> _What is expected_
Copy the records exactly. Every line must match.

> _Data supplied_
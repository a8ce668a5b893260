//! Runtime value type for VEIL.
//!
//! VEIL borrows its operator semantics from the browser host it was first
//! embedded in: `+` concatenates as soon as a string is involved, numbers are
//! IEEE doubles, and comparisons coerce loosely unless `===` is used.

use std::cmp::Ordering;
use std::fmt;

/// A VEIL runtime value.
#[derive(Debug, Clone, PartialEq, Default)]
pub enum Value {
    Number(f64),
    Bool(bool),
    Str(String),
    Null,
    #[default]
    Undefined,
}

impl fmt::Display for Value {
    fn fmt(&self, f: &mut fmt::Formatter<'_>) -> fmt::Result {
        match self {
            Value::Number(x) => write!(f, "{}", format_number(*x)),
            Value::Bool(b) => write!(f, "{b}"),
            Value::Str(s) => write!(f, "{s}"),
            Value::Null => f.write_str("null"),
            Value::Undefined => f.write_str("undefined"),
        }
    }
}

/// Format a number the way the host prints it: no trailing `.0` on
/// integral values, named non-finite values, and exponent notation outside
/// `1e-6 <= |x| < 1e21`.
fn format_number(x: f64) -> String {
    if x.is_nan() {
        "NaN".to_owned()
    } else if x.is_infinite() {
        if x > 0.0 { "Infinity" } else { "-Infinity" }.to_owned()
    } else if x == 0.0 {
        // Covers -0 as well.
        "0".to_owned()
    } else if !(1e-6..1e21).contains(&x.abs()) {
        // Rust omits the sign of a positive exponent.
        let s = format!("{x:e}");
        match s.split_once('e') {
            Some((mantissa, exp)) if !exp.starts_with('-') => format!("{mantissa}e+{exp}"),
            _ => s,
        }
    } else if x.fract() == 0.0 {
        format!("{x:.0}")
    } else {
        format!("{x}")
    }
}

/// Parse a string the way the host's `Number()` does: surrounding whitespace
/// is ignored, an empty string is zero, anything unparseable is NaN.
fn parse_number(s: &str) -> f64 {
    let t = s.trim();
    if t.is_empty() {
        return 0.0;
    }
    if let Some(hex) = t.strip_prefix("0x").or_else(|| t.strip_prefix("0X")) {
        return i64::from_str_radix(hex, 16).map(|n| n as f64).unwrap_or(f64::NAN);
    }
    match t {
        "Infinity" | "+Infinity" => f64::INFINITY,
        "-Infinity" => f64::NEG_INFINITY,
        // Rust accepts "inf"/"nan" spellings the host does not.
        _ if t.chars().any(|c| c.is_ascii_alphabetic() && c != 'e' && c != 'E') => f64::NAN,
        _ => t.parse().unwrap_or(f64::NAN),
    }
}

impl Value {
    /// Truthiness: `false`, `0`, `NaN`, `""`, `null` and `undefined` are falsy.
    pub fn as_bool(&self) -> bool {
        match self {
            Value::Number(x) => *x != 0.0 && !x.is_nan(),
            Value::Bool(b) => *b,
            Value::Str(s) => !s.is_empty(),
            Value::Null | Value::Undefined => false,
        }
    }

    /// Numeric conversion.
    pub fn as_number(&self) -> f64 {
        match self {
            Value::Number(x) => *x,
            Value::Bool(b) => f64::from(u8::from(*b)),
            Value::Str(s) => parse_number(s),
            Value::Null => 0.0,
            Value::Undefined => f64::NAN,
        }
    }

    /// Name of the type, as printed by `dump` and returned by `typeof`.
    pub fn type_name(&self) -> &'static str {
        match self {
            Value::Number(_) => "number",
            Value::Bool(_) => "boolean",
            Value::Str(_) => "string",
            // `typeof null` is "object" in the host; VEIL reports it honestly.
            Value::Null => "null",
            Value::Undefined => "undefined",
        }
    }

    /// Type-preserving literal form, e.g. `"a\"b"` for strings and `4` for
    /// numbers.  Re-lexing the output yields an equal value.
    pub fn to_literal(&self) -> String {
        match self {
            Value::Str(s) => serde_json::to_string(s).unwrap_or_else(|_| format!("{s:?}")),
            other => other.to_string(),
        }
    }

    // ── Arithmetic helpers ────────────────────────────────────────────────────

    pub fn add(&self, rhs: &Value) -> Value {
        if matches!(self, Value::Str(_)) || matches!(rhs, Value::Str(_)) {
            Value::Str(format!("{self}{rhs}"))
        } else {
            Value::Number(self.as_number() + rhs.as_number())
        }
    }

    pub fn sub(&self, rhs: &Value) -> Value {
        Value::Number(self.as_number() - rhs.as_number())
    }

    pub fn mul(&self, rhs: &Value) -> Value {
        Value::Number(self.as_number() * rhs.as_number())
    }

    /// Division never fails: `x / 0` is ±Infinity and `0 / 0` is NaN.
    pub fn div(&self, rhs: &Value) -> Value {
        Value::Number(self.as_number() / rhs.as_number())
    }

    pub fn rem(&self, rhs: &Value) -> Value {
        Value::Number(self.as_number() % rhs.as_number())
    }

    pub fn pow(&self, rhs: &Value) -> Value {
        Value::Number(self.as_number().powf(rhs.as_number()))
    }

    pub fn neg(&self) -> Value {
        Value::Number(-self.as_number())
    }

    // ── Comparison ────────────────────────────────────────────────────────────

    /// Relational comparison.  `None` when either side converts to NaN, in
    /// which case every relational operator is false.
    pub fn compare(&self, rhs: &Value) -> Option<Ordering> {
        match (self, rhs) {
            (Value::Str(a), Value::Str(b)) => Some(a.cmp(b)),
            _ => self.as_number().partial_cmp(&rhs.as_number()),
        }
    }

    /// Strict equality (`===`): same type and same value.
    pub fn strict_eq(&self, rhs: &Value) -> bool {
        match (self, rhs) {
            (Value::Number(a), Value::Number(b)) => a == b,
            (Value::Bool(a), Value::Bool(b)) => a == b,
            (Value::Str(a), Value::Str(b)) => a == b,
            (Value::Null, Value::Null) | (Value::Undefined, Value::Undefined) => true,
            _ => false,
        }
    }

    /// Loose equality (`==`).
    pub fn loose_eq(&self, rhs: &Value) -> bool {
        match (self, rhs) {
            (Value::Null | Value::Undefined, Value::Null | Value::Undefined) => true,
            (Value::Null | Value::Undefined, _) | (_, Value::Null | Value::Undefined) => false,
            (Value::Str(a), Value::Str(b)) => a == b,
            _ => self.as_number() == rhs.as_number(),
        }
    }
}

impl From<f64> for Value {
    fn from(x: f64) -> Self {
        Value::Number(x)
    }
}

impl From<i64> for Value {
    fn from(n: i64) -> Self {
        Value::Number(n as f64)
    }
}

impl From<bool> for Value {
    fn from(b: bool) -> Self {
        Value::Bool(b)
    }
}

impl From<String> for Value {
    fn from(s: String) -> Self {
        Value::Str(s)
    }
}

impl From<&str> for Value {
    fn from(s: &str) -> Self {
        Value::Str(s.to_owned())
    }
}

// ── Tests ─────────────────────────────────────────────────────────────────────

> _Task result_
repository a8ce668a5b893260
//! Runtime value type for VEIL.
//!
//! VEIL borrows its operator semantics from the browser host it was first
//! embedded in: `+` concatenates as soon as a string is involved, numbers are
//! IEEE doubles, and comparisons coerce loosely unless `===` is used.

use std::cmp::Ordering;
use std::fmt;

/// A VEIL runtime value.
#[derive(Debug, Clone, PartialEq, Default)]
pub enum Value {
    Number(f64),
    Bool(bool),
    Str(String),
    Null,
    #[default]
    Undefined,
}

impl fmt::Display for Value {
    fn fmt(&self, f: &mut fmt::Formatter<'_>) -> fmt::Result {
        match self {
            Value::Number(x) => write!(f, "{}", format_number(*x)),
            Value::Bool(b) => write!(f, "{b}"),
            Value::Str(s) => write!(f, "{s}"),
            Value::Null => f.write_str("null"),
            Value::Undefined => f.write_str("undefined"),
        }
    }
}

/// Format a number the way the host prints it: no trailing `.0` on
/// integral values, named non-finite values, and exponent notation outside
/// `1e-6 <= |x| < 1e21`.
fn format_number(x: f64) -> String {
    if x.is_nan() {
        "NaN".to_owned()
    } else if x.is_infinite() {
        if x > 0.0 { "Infinity" } else { "-Infinity" }.to_owned()
    } else if x == 0.0 {
        // Covers -0 as well.
        "0".to_owned()
    } else if !(1e-6..1e21).contains(&x.abs()) {
        // Rust omits the sign of a positive exponent.
        let s = format!("{x:e}");
        match s.split_once('e') {
            Some((mantissa, exp)) if !exp.starts_with('-') => format!("{mantissa}e+{exp}"),
            _ => s,
        }
    } else if x.fract() == 0.0 {
        format!("{x:.0}")
    } else {
        format!("{x}")
    }
}

/// Parse a string the way the host's `Number()` does: surrounding whitespace
/// is ignored, an empty string is zero, anything unparseable is NaN.
fn parse_number(s: &str) -> f64 {
    let t = s.trim();
    if t.is_empty() {
        return 0.0;
    }
    if let Some(hex) = t.strip_prefix("0x").or_else(|| t.strip_prefix("0X")) {
        return i64::from_str_radix(hex, 16).map(|n| n as f64).unwrap_or(f64::NAN);
    }
    match t {
        "Infinity" | "+Infinity" => f64::INFINITY,
        "-Infinity" => f64::NEG_INFINITY,
        // Rust accepts "inf"/"nan" spellings the host does not.
        _ if t.chars().any(|c| c.is_ascii_alphabetic() && c != 'e' && c != 'E') => f64::NAN,
        _ => t.parse().unwrap_or(f64::NAN),
    }
}

impl Value {
    /// Truthiness: `false`, `0`, `NaN`, `""`, `null` and `undefined` are falsy.
    pub fn as_bool(&self) -> bool {
        match self {
            Value::Number(x) => *x != 0.0 && !x.is_nan(),
            Value::Bool(b) => *b,
            Value::Str(s) => !s.is_empty(),
            Value::Null | Value::Undefined => false,
        }
    }

    /// Numeric conversion.
    pub fn as_number(&self) -> f64 {
        match self {
            Value::Number(x) => *x,
            Value::Bool(b) => f64::from(u8::from(*b)),
            Value::Str(s) => parse_number(s),
            Value::Null => 0.0,
            Value::Undefined => f64::NAN,
        }
    }

    /// Name of the type, as printed by `dump` and returned by `typeof`.
    pub fn type_name(&self) -> &'static str {
        match self {
            Value::Number(_) => "number",
            Value::Bool(_) => "boolean",
            Value::Str(_) => "string",
            // `typeof null` is "object" in the host; VEIL reports it honestly.
            Value::Null => "null",
            Value::Undefined => "undefined",
        }
    }

    /// Type-preserving literal form, e.g. `"a\"b"` for strings and `4` for
    /// numbers.  Re-lexing the output yields an equal value.
    pub fn to_literal(&self) -> String {
        match self {
            Value::Str(s) => serde_json::to_string(s).unwrap_or_else(|_| format!("{s:?}")),
            other => other.to_string(),
        }
    }

    // ── Arithmetic helpers ────────────────────────────────────────────────────

    pub fn add(&self, rhs: &Value) -> Value {
        if matches!(self, Value::Str(_)) || matches!(rhs, Value::Str(_)) {
            Value::Str(format!("{self}{rhs}"))
        } else {
            Value::Number(self.as_number() + rhs.as_number())
        }
    }

    pub fn sub(&self, rhs: &Value) -> Value {
        Value::Number(self.as_number() - rhs.as_number())
    }

    pub fn mul(&self, rhs: &Value) -> Value {
        Value::Number(self.as_number() * rhs.as_number())
    }

    /// Division never fails: `x / 0` is ±Infinity and `0 / 0` is NaN.
    pub fn div(&self, rhs: &Value) -> Value {
        Value::Number(self.as_number() / rhs.as_number())
    }

    pub fn rem(&self, rhs: &Value) -> Value {
        Value::Number(self.as_number() % rhs.as_number())
    }

    pub fn pow(&self, rhs: &Value) -> Value {
        Value::Number(self.as_number().powf(rhs.as_number()))
    }

    pub fn neg(&self) -> Value {
        Value::Number(-self.as_number())
    }

    // ── Comparison ────────────────────────────────────────────────────────────

    /// Relational comparison.  `None` when either side converts to NaN, in
    /// which case every relational operator is false.
    pub fn compare(&self, rhs: &Value) -> Option<Ordering> {
        match (self, rhs) {
            (Value::Str(a), Value::Str(b)) => Some(a.cmp(b)),
            _ => self.as_number().partial_cmp(&rhs.as_number()),
        }
    }

    /// Strict equality (`===`): same type and same value.
    pub fn strict_eq(&self, rhs: &Value) -> bool {
        match (self, rhs) {
            (Value::Number(a), Value::Number(b)) => a == b,
            (Value::Bool(a), Value::Bool(b)) => a == b,
            (Value::Str(a), Value::Str(b)) => a == b,
            (Value::Null, Value::Null) | (Value::Undefined, Value::Undefined) => true,
            _ => false,
        }
    }

    /// Loose equality (`==`).
    pub fn loose_eq(&self, rhs: &Value) -> bool {
        match (self, rhs) {
            (Value::Null | Value::Undefined, Value::Null | Value::Undefined) => true,
            (Value::Null | Value::Undefined, _) | (_, Value::Null | Value::Undefined) => false,
            (Value::Str(a), Value::Str(b)) => a == b,
            _ => self.as_number() == rhs.as_number(),
        }
    }
}

impl From<f64> for Value {
    fn from(x: f64) -> Self {
        Value::Number(x)
    }
}

impl From<i64> for Value {
    fn from(n: i64) -> Self {
        Value::Number(n as f64)
    }
}

impl From<bool> for Value {
    fn from(b: bool) -> Self {
        Value::Bool(b)
    }
}

impl From<String> for Value {
    fn from(s: String) -> Self {
        Value::Str(s)
    }
}

impl From<&str> for Value {
    fn from(s: &str) -> Self {
        Value::Str(s.to_owned())
    }
}

// ── Tests ─────────────────────────────────────────────────────────────────────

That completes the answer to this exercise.